==== DATA FOR THIS TASK

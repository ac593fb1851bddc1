//! Configuration management for `xregex-core`.
//!
//! A pattern file is a YAML document listing named extended patterns together
//! with the flags they should be compiled with. This module loads and
//! validates such files, finds them on disk, and compiles every entry in one
//! go.
//!
//! ```yaml
//! patterns:
//!   - name: ini_line
//!     description: One line of an INI file
//!     flags: gm
//!     pattern: |
//!       ^ \s* (?<name> \w+ ) \s* = .*   # key = value
//! ```
//!
//! License: MIT OR Apache-2.0

use std::collections::HashSet;
use std::path::{Path, PathBuf};

use anyhow::{anyhow, Context, Result};
use log::{debug, info, warn};
use serde::{Deserialize, Serialize};
use xregex_scan::{RegionKind, RegionScanner};

use crate::errors::XRegexError;
use crate::matcher::CompiledMatcher;
use crate::translator::{is_closed_class, translate};

/// Maximum allowed length, in bytes, of an extended pattern in a pattern file.
pub const MAX_PATTERN_LENGTH: usize = 64 * 1024;

/// File name searched for by `load_default_config`.
pub const DEFAULT_CONFIG_FILE_NAME: &str = "xregex.yaml";

/// A single named extended pattern.
#[derive(Debug, Clone, PartialEq, Eq, Hash, Default, Deserialize, Serialize)]
#[serde(default)]
pub struct PatternEntry {
    /// Unique identifier for the pattern (e.g., "ini_line").
    pub name: String,
    /// Human-readable description of what the pattern targets.
    pub description: Option<String>,
    /// The extended pattern text.
    pub pattern: String,
    /// Flags handed to the matcher, e.g. "gm".
    pub flags: String,
    /// Metadata tags for categorization.
    pub tags: Option<Vec<String>>,
}

/// Top-level structure of a pattern file.
#[derive(Debug, Clone, Default, PartialEq, Eq, Deserialize, Serialize)]
pub struct PatternConfig {
    #[serde(default)]
    pub patterns: Vec<PatternEntry>,
}

impl PatternConfig {
    /// Loads and validates a pattern file.
    pub fn load_from_file<P: AsRef<Path>>(path: P) -> Result<Self> {
        let path = path.as_ref();
        info!("Loading patterns from: {}", path.display());
        let text = std::fs::read_to_string(path)
            .with_context(|| format!("Failed to read pattern file {}", path.display()))?;
        let config = Self::from_yaml_str(&text)
            .with_context(|| format!("Failed to load pattern file {}", path.display()))?;
        info!("Loaded {} patterns from file {}.", config.patterns.len(), path.display());
        Ok(config)
    }

    /// Parses and validates a pattern file held in memory.
    pub fn from_yaml_str(text: &str) -> Result<Self> {
        let config: PatternConfig = serde_yml::from_str(text).context("Failed to parse pattern YAML")?;
        validate_patterns(&config.patterns)?;
        Ok(config)
    }

    /// Looks up a pattern by name.
    pub fn find(&self, name: &str) -> Result<&PatternEntry, XRegexError> {
        self.patterns
            .iter()
            .find(|entry| entry.name == name)
            .ok_or_else(|| XRegexError::PatternNotFound(name.to_string()))
    }
}

/// Locations searched for `xregex.yaml`, in priority order.
pub fn config_candidate_paths() -> Vec<PathBuf> {
    let base_dirs = vec![
        Some(PathBuf::from(".")),
        dirs::config_dir().map(|p| p.join("xregex")),
        dirs::home_dir().map(|p| p.join(".xregex")),
    ];

    base_dirs
        .into_iter()
        .flatten()
        .map(|dir| dir.join(DEFAULT_CONFIG_FILE_NAME))
        .collect()
}

/// Loads the first pattern file found in `config_candidate_paths`.
pub fn load_default_config() -> Result<PatternConfig> {
    let path = config_candidate_paths()
        .into_iter()
        .find(|p| p.is_file())
        .with_context(|| {
            format!(
                "No {} found in the working directory or user config locations.",
                DEFAULT_CONFIG_FILE_NAME
            )
        })?;
    debug!("Using pattern file found at {}", path.display());
    PatternConfig::load_from_file(path)
}

/// Checks entry integrity. Unterminated character classes are legal (the
/// class simply runs to end of pattern) but almost never intended, so they
/// are warned about.
fn validate_patterns(entries: &[PatternEntry]) -> Result<()> {
    let mut names = HashSet::new();
    let mut errors = Vec::new();

    for entry in entries {
        if entry.name.is_empty() {
            errors.push("A pattern has an empty `name` field.".to_string());
        } else if !names.insert(entry.name.as_str()) {
            errors.push(format!("Duplicate pattern name found: '{}'.", entry.name));
        }

        if entry.pattern.trim().is_empty() {
            errors.push(format!("Pattern '{}' has an empty `pattern` field.", entry.name));
            continue;
        }

        if entry.pattern.len() > MAX_PATTERN_LENGTH {
            errors.push(
                XRegexError::PatternLengthExceeded(entry.name.clone(), entry.pattern.len(), MAX_PATTERN_LENGTH)
                    .to_string(),
            );
            continue;
        }

        let unterminated = RegionScanner::new(&entry.pattern)
            .last()
            .filter(|region| region.kind == RegionKind::CharacterClass)
            .is_some_and(|region| !is_closed_class(region.text));
        if unterminated {
            warn!(
                "Pattern '{}' has an unterminated character class; it extends to the end of the pattern.",
                entry.name
            );
        }
    }

    if errors.is_empty() {
        Ok(())
    } else {
        Err(anyhow!("Pattern validation failed:\n{}", errors.join("\n")))
    }
}

/// One successfully compiled entry of a pattern file.
#[derive(Debug)]
pub struct CompiledPattern {
    pub name: String,
    pub description: Option<String>,
    pub matcher: CompiledMatcher,
}

/// Every entry of a pattern file, compiled.
#[derive(Debug, Default)]
pub struct CompiledPatterns {
    pub patterns: Vec<CompiledPattern>,
}

impl CompiledPatterns {
    pub fn get(&self, name: &str) -> Option<&CompiledPattern> {
        self.patterns.iter().find(|p| p.name == name)
    }
}

/// Compiles every entry. All failures are collected and reported together.
pub fn compile_patterns(config: &PatternConfig) -> Result<CompiledPatterns, XRegexError> {
    debug!("Starting compilation of {} patterns.", config.patterns.len());

    let mut compiled = Vec::with_capacity(config.patterns.len());
    let mut failures = Vec::new();

    for entry in &config.patterns {
        match translate(&entry.pattern, &entry.flags) {
            Ok(matcher) => {
                debug!("Pattern '{}' compiled successfully.", entry.name);
                compiled.push(CompiledPattern {
                    name: entry.name.clone(),
                    description: entry.description.clone(),
                    matcher,
                });
            }
            Err(e) => failures.push(format!("Pattern '{}': {}", entry.name, e)),
        }
    }

    if !failures.is_empty() {
        return Err(XRegexError::Fatal(format!(
            "Failed to compile {} pattern(s):\n{}",
            failures.len(),
            failures.join("\n")
        )));
    }

    debug!("Finished compiling patterns. Total compiled: {}.", compiled.len());
    Ok(CompiledPatterns { patterns: compiled })
}

#[cfg(test)]
mod tests {
    use super::*;

    fn entry(name: &str, pattern: &str) -> PatternEntry {
        PatternEntry {
            name: name.to_string(),
            pattern: pattern.to_string(),
            ..PatternEntry::default()
        }
    }

    #[test]
    fn test_validate_rejects_empty_and_duplicate_names() {
        let err = validate_patterns(&[entry("", "a"), entry("x", "a"), entry("x", "b")]).unwrap_err();
        let message = err.to_string();
        assert!(message.contains("empty `name`"));
        assert!(message.contains("Duplicate pattern name found: 'x'"));
    }

    #[test]
    fn test_validate_rejects_blank_pattern() {
        let err = validate_patterns(&[entry("blank", "  \n ")]).unwrap_err();
        assert!(err.to_string().contains("Pattern 'blank' has an empty `pattern` field."));
    }

    #[test]
    fn test_validate_rejects_oversized_pattern() {
        let huge = "a".repeat(MAX_PATTERN_LENGTH + 1);
        let err = validate_patterns(&[entry("huge", &huge)]).unwrap_err();
        assert!(err.to_string().contains("exceeds maximum allowed"));
    }

    #[test]
    fn test_validate_accepts_unterminated_class() {
        assert!(validate_patterns(&[entry("open", "[abc # oops")]).is_ok());
    }

    #[test]
    fn test_find_reports_missing_name() {
        let config = PatternConfig { patterns: vec![entry("a", "a")] };
        assert_eq!(config.find("a").unwrap().pattern, "a");
        assert!(matches!(config.find("b"), Err(XRegexError::PatternNotFound(ref n)) if n == "b"));
    }

    #[test]
    fn test_candidate_paths_start_with_working_directory() {
        let paths = config_candidate_paths();
        assert_eq!(paths[0], PathBuf::from(".").join(DEFAULT_CONFIG_FILE_NAME));
        assert!(paths.iter().all(|p| p.ends_with(DEFAULT_CONFIG_FILE_NAME)));
    }
}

========

REQUIRED ACTION: In the entries above, find each line with the string "matcher" and copy it.

EXERCISE SOLUTION:
use crate::matcher::CompiledMatcher;
    /// Flags handed to the matcher, e.g. "gm".
    pub matcher: CompiledMatcher,
            Ok(matcher) => {
                    matcher,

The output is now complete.